1) You might plead your case to KAM off-list and see if he can bump up
his regex length for ENA_SUBJ_LONG_WORD to something longer than 30,
like 33.
2) Lower the score for ENA_SUBJ_LONG_WORD
3) I don't run Pyzor; maybe lower the score the a little bit also?
4) Create an off-setting rule; like:

    meta    DMARC_OFFSET    (ENA_SUBJ_LONG_WORD && DKIM_VALID)
    score   DMARC_OFFSET    -2.2

Yes, for sure, ALL Microsoft DMARC messages hit ENA_SUBJ_LONG_WORD.
dokomo.ne.jp also hits (32 chars).  In the near-miss category, mail.ru
comes in OK at 29 characters.


-- Jared Hall
Re: DMARC Aggregate reports - false positives [ In reply to ]
Mine don't get reported as spam.

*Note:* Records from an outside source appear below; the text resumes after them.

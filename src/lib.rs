//! coord-dump library
//!
//! A tool for incrementally exporting geocoordinate records from a MySQL
//! table into date-partitioned CSV files.
//!
//! # Features
//!
//! - Batched export: rows are fetched in bounded, id-ordered batches
//! - Reliable checkpointing: the last exported row id is persisted after
//!   every batch, so a re-run resumes instead of re-exporting
//! - Date partitioning: each batch is bucketed by the calendar date of its
//!   timestamp column and appended to per-date CSV files
//! - Gap auditing: a companion subcommand reports which daily files are
//!   missing from the output tree across a date range
//!
//! # CLI Usage
//!
//! ```bash
//! # Export everything, resuming from the progress file if present
//! coord-dump export --db-database geo --db-user geo --db-pass secret \
//!   --db-table coords --output-dir ./output
//!
//! # Report daily files missing between two dates (end exclusive)
//! coord-dump audit --start-date 2013-10-01 --end-date 2013-11-01 \
//!   --output-dir ./output
//! ```
//!
//! # Resumability contract
//!
//! CSV appends happen before the cursor is persisted. A crash between a
//! successful append and the checkpoint means the next run re-fetches and
//! re-appends that batch; downstream consumers must tolerate duplicate rows
//! or de-duplicate by row id.

use std::path::{Path, PathBuf};

use anyhow::bail;
use clap::Parser;

pub mod audit;
pub mod connect;
pub mod export;
pub mod fetch;
pub mod partition;
pub mod progress;
pub mod sink;

/// Options for the `export` subcommand.
#[derive(Parser, Clone, Debug)]
pub struct ExportOpts {
    /// Database host
    #[arg(long, default_value = "127.0.0.1")]
    pub db_host: String,

    /// Database name
    #[arg(long)]
    pub db_database: String,

    /// Database user
    #[arg(long)]
    pub db_user: String,

    /// Database password
    #[arg(long, env = "COORD_DUMP_DB_PASS")]
    pub db_pass: String,

    /// Database port
    #[arg(long, default_value = "3306")]
    pub db_port: u16,

    /// Database table holding the coordinate records
    #[arg(long)]
    pub db_table: String,

    /// Directory the per-date CSV files are written to
    #[arg(long, default_value = "./output")]
    pub output_dir: PathBuf,

    /// File tracking the last exported row id
    #[arg(long, default_value = "./coord-dump.progress")]
    pub progress_file: PathBuf,

    /// Number of records to export (0 = all records)
    #[arg(long, default_value = "0")]
    pub max_records: u64,

    /// Number of records fetched from the database in one pass
    #[arg(long, default_value = "1000")]
    pub batch_size: u64,

    /// Number of processed records between progress reports
    #[arg(long, default_value = "100000")]
    pub progress_on_every: u64,
}

/// Options for the `audit` subcommand.
#[derive(Parser, Clone, Debug)]
pub struct AuditOpts {
    /// First date to check (YYYY-MM-DD, inclusive)
    #[arg(long)]
    pub start_date: chrono::NaiveDate,

    /// Last date to check (YYYY-MM-DD, exclusive)
    #[arg(long)]
    pub end_date: chrono::NaiveDate,

    /// Directory the export wrote its CSV files to
    #[arg(long, default_value = "./output")]
    pub output_dir: PathBuf,
}

/// Validated, immutable export configuration.
///
/// Produced by [`ExportOpts::validate`] before any database access; every
/// component takes this instead of the raw CLI options.
#[derive(Clone, Debug)]
pub struct ExportConfig {
    pub db_host: String,
    pub db_database: String,
    pub db_user: String,
    pub db_pass: String,
    pub db_port: u16,
    /// Table name after sanitization, safe to interpolate into SQL.
    pub db_table: String,
    pub output_dir: PathBuf,
    pub progress_file: PathBuf,
    pub max_records: u64,
    pub batch_size: u64,
    pub progress_on_every: u64,
}

impl ExportOpts {
    /// Validate the CLI options and freeze them into an [`ExportConfig`].
    ///
    /// All checks run before any database access. Failures are configuration
    /// errors: reported to the operator, never silently corrected.
    pub fn validate(&self) -> anyhow::Result<ExportConfig> {
        let db_table = sanitize_table_name(&self.db_table);
        if db_table.is_empty() {
            bail!("invalid table name provided: '{}'", self.db_table);
        }

        if !path_writable(&self.output_dir) {
            bail!(
                "output directory must be writable: '{}'",
                self.output_dir.display()
            );
        }

        if !path_writable(&self.progress_file) {
            bail!(
                "progress file must be writable or its directory must allow creating it: '{}'",
                self.progress_file.display()
            );
        }

        if self.batch_size == 0 {
            bail!("batch size must be > 0");
        }

        if self.progress_on_every == 0 {
            bail!("progress interval must be > 0");
        }

        if self.max_records != 0 && self.max_records < self.batch_size {
            bail!(
                "batch size ({}) is bigger than the number of records to export ({})",
                self.batch_size,
                self.max_records
            );
        }

        // 0 % batch_size == 0, so the unbounded case passes.
        if self.max_records % self.batch_size != 0 {
            bail!(
                "number of records to export ({}) cannot be split into batches of {}",
                self.max_records,
                self.batch_size
            );
        }

        if !(self.batch_size <= self.progress_on_every
            || self.progress_on_every % self.batch_size == 0)
        {
            bail!(
                "progress interval ({}) cannot be reached by whole batches of {}",
                self.progress_on_every,
                self.batch_size
            );
        }

        Ok(ExportConfig {
            db_host: self.db_host.clone(),
            db_database: self.db_database.clone(),
            db_user: self.db_user.clone(),
            db_pass: self.db_pass.clone(),
            db_port: self.db_port,
            db_table,
            output_dir: self.output_dir.clone(),
            progress_file: self.progress_file.clone(),
            max_records: self.max_records,
            batch_size: self.batch_size,
            progress_on_every: self.progress_on_every,
        })
    }
}

/// Strip every character outside `[A-Za-z0-9_]` from a table name.
///
/// The result is interpolated into SQL text, so anything that could carry
/// quoting or punctuation is removed rather than escaped.
pub fn sanitize_table_name(raw: &str) -> String {
    raw.chars()
        .filter(|c| c.is_ascii_alphanumeric() || *c == '_')
        .collect()
}

/// Whether `path` can be written, or created inside its parent directory.
fn path_writable(path: &Path) -> bool {
    match std::fs::metadata(path) {
        Ok(meta) => !meta.permissions().readonly(),
        Err(_) => {
            let parent = match path.parent() {
                Some(p) if !p.as_os_str().is_empty() => p,
                _ => Path::new("."),
            };
            std::fs::metadata(parent)
                .map(|m| m.is_dir() && !m.permissions().readonly())
                .unwrap_or(false)
        }
    }
}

But I'm getting daily reports from
mimecast.org that claim to be "Content-Type: application/gzip" but have
file extension .zip. Examination finds that they're really PK zip files.
So the script I use to process them tosses them as malformed. The source
domain has no way to contact them to inform them of the error.